The danger in 2002 is competitive devaluation and deflation, driving the world capitalist economy further down. Japanese officials are now talking openly of their intentions to weaken the yen against the dollar, to make Japanese imports cheaper in the US and world markets. This is clearly going to hurt many US businesses. And in the last month alone, the yen has slid over 7% against the dollar.

And the rest of Asia will not stand idly by and let the Japanese lower their currency so that they lose market share to the US. They will also work to make their currencies weaker so their industries can compete with Japan. That is not good for profits in the US, because it is not good for US companies that depend upon exports to Asian foreign markets. The steel industry is an example. The Bush administration is already demanding that other countries cut their steel production, as US steel firms are having serious problems against cheaper foreign steel.

And deflation is gathering pace around the world. In Japan, consumer prices have been tumbling virtually non-stop for two years. A hamburger costs half of what it did a year ago. Cotton polo shirts are 60% cheaper. Real estate prices are down 50-60%, and even 80% in key areas. In the US, the going price for registering an Internet domain name has fallen from $70 to $7. You can now buy almost-new computer servers made by IBM, Compaq, or Sun for 30 cents on the dollar. The price of a 128-megabyte dynamic random access memory chip, or DRAM, used in virtually all personal computers, plunged from $14 in February to under $2 - an 86% plunge in just 10 months (it recently recovered slightly to $2.80).
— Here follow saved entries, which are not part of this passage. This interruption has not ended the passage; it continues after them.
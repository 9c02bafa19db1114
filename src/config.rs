//! Configuration System
//!
//! Layered configuration: built-in defaults, then the user's global file, then the
//! workspace file, then `HASHER_*` environment variables. CLI flags are applied on
//! top by the route layer.

use crate::copy::{CopyOptions, ExistingPolicy};
use crate::download::DownloadOptions;
use crate::logging::LoggingConfig;
use crate::store::HashStore;
use crate::tree::walker::WalkerConfig;
use serde::{Deserialize, Serialize};
use std::path::{Path, PathBuf};
use std::time::Duration;

mod facade;
mod merge;
mod sources;

pub use facade::ConfigLoader;
pub use sources::global_file::global_config_path;

/// Root configuration structure
#[derive(Debug, Clone, Default, Serialize, Deserialize)]
pub struct HasherConfig {
    #[serde(default)]
    pub store: StoreConfig,

    #[serde(default)]
    pub hashing: HashingConfig,

    #[serde(default)]
    pub copy: CopyConfig,

    #[serde(default)]
    pub download: DownloadConfig,

    #[serde(default)]
    pub logging: LoggingConfig,
}

/// Where the index lives
#[derive(Debug, Clone, Default, Serialize, Deserialize)]
pub struct StoreConfig {
    /// Index file; relative paths resolve against the workspace
    #[serde(default)]
    pub index_path: Option<PathBuf>,
}

impl StoreConfig {
    pub fn resolve_index_path(&self, workspace_root: &Path) -> PathBuf {
        match &self.index_path {
            Some(path) if path.is_absolute() => path.clone(),
            Some(path) => workspace_root.join(path),
            None => HashStore::default_path(workspace_root),
        }
    }
}

/// Scanning and hashing settings (also used by copy and verify)
#[derive(Debug, Clone, Serialize, Deserialize)]
pub struct HashingConfig {
    /// Worker pool size; unset means available parallelism
    #[serde(default)]
    pub workers: Option<usize>,

    /// Read buffer per file, in bytes
    #[serde(default = "default_buffer_size")]
    pub buffer_size: usize,

    #[serde(default)]
    pub follow_symlinks: bool,

    #[serde(default)]
    pub max_depth: Option<usize>,

    /// File or directory names skipped during scans
    #[serde(default = "default_ignore")]
    pub ignore: Vec<String>,
}

fn default_buffer_size() -> usize {
    crate::tree::hasher::DEFAULT_BUFFER_SIZE
}

fn default_ignore() -> Vec<String> {
    vec![crate::store::STORE_DIR_NAME.to_string()]
}

impl Default for HashingConfig {
    fn default() -> Self {
        Self {
            workers: None,
            buffer_size: default_buffer_size(),
            follow_symlinks: false,
            max_depth: None,
            ignore: default_ignore(),
        }
    }
}

impl HashingConfig {
    pub fn walker_config(&self) -> WalkerConfig {
        let mut ignore_patterns = self.ignore.clone();
        // The index directory is never hashed, whatever the config says
        if !ignore_patterns
            .iter()
            .any(|p| p == crate::store::STORE_DIR_NAME)
        {
            ignore_patterns.push(crate::store::STORE_DIR_NAME.to_string());
        }
        WalkerConfig {
            follow_symlinks: self.follow_symlinks,
            ignore_patterns,
            max_depth: self.max_depth,
        }
    }
}

#[derive(Debug, Clone, Serialize, Deserialize)]
pub struct CopyConfig {
    /// Gzip level used when `--compress` is given without `--level`
    #[serde(default = "default_compression_level")]
    pub compression_level: u32,
}

fn default_compression_level() -> u32 {
    crate::compression::DEFAULT_LEVEL
}

impl Default for CopyConfig {
    fn default() -> Self {
        Self {
            compression_level: default_compression_level(),
        }
    }
}

impl CopyConfig {
    pub fn options(
        &self,
        compress: bool,
        level: Option<u32>,
        existing: ExistingPolicy,
    ) -> CopyOptions {
        CopyOptions {
            compress,
            level: level.unwrap_or(self.compression_level),
            existing,
        }
    }
}

#[derive(Debug, Clone, Serialize, Deserialize)]
pub struct DownloadConfig {
    #[serde(default = "default_concurrency")]
    pub concurrency: usize,

    /// Deadline for one download attempt
    #[serde(default = "default_timeout_secs")]
    pub timeout_secs: u64,

    #[serde(default = "default_connect_timeout_secs")]
    pub connect_timeout_secs: u64,

    #[serde(default = "default_retry_count")]
    pub retry_count: u32,

    #[serde(default = "default_retry_delay_ms")]
    pub retry_delay_ms: u64,

    #[serde(default = "default_user_agent")]
    pub user_agent: String,
}

fn default_concurrency() -> usize {
    crate::download::downloader::DEFAULT_CONCURRENCY
}

fn default_timeout_secs() -> u64 {
    crate::download::downloader::DEFAULT_TIMEOUT.as_secs()
}

fn default_connect_timeout_secs() -> u64 {
    crate::download::fetch::DEFAULT_CONNECT_TIMEOUT.as_secs()
}

fn default_retry_count() -> u32 {
    crate::download::downloader::DEFAULT_RETRY_COUNT
}

fn default_retry_delay_ms() -> u64 {
    crate::download::downloader::DEFAULT_RETRY_DELAY.as_millis() as u64
}

fn default_user_agent() -> String {
    crate::download::fetch::DEFAULT_USER_AGENT.to_string()
}

impl Default for DownloadConfig {
    fn default() -> Self {
        Self {
            concurrency: default_concurrency(),
            timeout_secs: default_timeout_secs(),
            connect_timeout_secs: default_connect_timeout_secs(),
            retry_count: default_retry_count(),
            retry_delay_ms: default_retry_delay_ms(),
            user_agent: default_user_agent(),
        }
    }
}

impl DownloadConfig {
    pub fn options(&self, compress: bool, level: u32, no_clobber: bool) -> DownloadOptions {
        DownloadOptions {
            compress,
            level,
            no_clobber,
            concurrency: self.concurrency,
            timeout: Duration::from_secs(self.timeout_secs),
            retry_count: self.retry_count,
            retry_delay: Duration::from_millis(self.retry_delay_ms),
        }
    }

    pub fn connect_timeout(&self) -> Duration {
        Duration::from_secs(self.connect_timeout_secs)
    }
}

/// Configuration validation errors
#[derive(Debug, Clone, PartialEq, Eq)]
pub enum ValidationError {
    Store(String),
    Hashing(String),
    Copy(String),
    Download(String),
    Logging(String),
}

impl std::fmt::Display for ValidationError {
    fn fmt(&self, f: &mut std::fmt::Formatter<'_>) -> std::fmt::Result {
        match self {
            ValidationError::Store(msg) => write!(f, "store: {}", msg),
            ValidationError::Hashing(msg) => write!(f, "hashing: {}", msg),
            ValidationError::Copy(msg) => write!(f, "copy: {}", msg),
            ValidationError::Download(msg) => write!(f, "download: {}", msg),
            ValidationError::Logging(msg) => write!(f, "logging: {}", msg),
        }
    }
}

impl std::error::Error for ValidationError {}

impl HasherConfig {
    /// Validate the entire configuration, reporting every problem found.
    pub fn validate(&self) -> Result<(), Vec<ValidationError>> {
        let mut errors = Vec::new();

        if matches!(&self.store.index_path, Some(p) if p.as_os_str().is_empty()) {
            errors.push(ValidationError::Store("index_path cannot be empty".to_string()));
        }

        if self.hashing.workers == Some(0) {
            errors.push(ValidationError::Hashing("workers must be at least 1".to_string()));
        }
        if self.hashing.buffer_size == 0 {
            errors.push(ValidationError::Hashing(
                "buffer_size must be greater than 0".to_string(),
            ));
        }

        if !(1..=9).contains(&self.copy.compression_level) {
            errors.push(ValidationError::Copy(format!(
                "compression_level {} is outside 1..=9",
                self.copy.compression_level
            )));
        }

        if self.download.concurrency == 0 {
            errors.push(ValidationError::Download(
                "concurrency must be at least 1".to_string(),
            ));
        }
        if self.download.timeout_secs == 0 {
            errors.push(ValidationError::Download(
                "timeout_secs must be greater than 0".to_string(),
            ));
        }
        if self.download.user_agent.trim().is_empty() {
            errors.push(ValidationError::Download("user_agent cannot be empty".to_string()));
        }

        if !matches!(self.logging.format.as_str(), "text" | "json") {
            errors.push(ValidationError::Logging(format!(
                "format '{}' must be 'text' or 'json'",
                self.logging.format
            )));
        }

        if errors.is_empty() {
            Ok(())
        } else {
            Err(errors)
        }
    }
}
No wonder companies that make them are losing money hand over fist.

In the world commodity markets, prices are also collapsing. Crude oil plunged 24% in a mere ten days in October. The Middle East oil producers along with Norway and Russia have hurriedly agreed to try and restrict production from the New Year in order to get prices back up above $20 a barrel. It won't be easy to achieve if world demand continues to slide.

Since the beginning of 2001, copper prices have fallen over 12%; zinc down 28% and nickel down 14%. Natural gas hit $11 per million BTUs back in December 2000. Now it lingers a hair above $2. In October, US wholesale prices suffered the sharpest decline since the government began keeping records in 1947. In just one month, vegetables fell 11.4%, passenger cars fell 4.7%, and gasoline prices fell a whopping 21%.

So optimism reigns in the stock markets as we start the New Year. The US economy is going to recover and quickly. The dollar remains strong. Yet industrial production remains terrible, unemployment is rising fast, Christmas bonuses have been slashed and Christmas shopping was mixed at best. Elsewhere, the global slowdown gathers pace and prices of goods sold by exporters continue to soften and even fall. And some highly indebted developing economies, like Argentina, have gone belly up, threatening the prospects for Brazil and the rest of South America. This is the optimism of fools.